**DATASET EXCERPTS**
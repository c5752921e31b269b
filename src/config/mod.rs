// ==========================================
// Org Structure Engine - Configuration Layer
// ==========================================
// Responsibility: read-side configuration for the importer and the
// service layer
// Storage: config_kv table
// ==========================================

pub mod config_manager;
pub mod org_config_trait;

pub use config_manager::{config_keys, ConfigManager};
pub use org_config_trait::OrgConfigReader;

**WHAT YOU WILL DO**
Your response should consist of the full listing, repeated exactly.

**TASK SOLUTION**
repository c5752921e31b269b
filename src/config/mod.rs
// ==========================================
// Org Structure Engine - Configuration Layer
// ==========================================
// Responsibility: read-side configuration for the importer and the
// service layer
// Storage: config_kv table
// ==========================================

pub mod config_manager;
pub mod org_config_trait;

pub use config_manager::{config_keys, ConfigManager};
pub use org_config_trait::OrgConfigReader;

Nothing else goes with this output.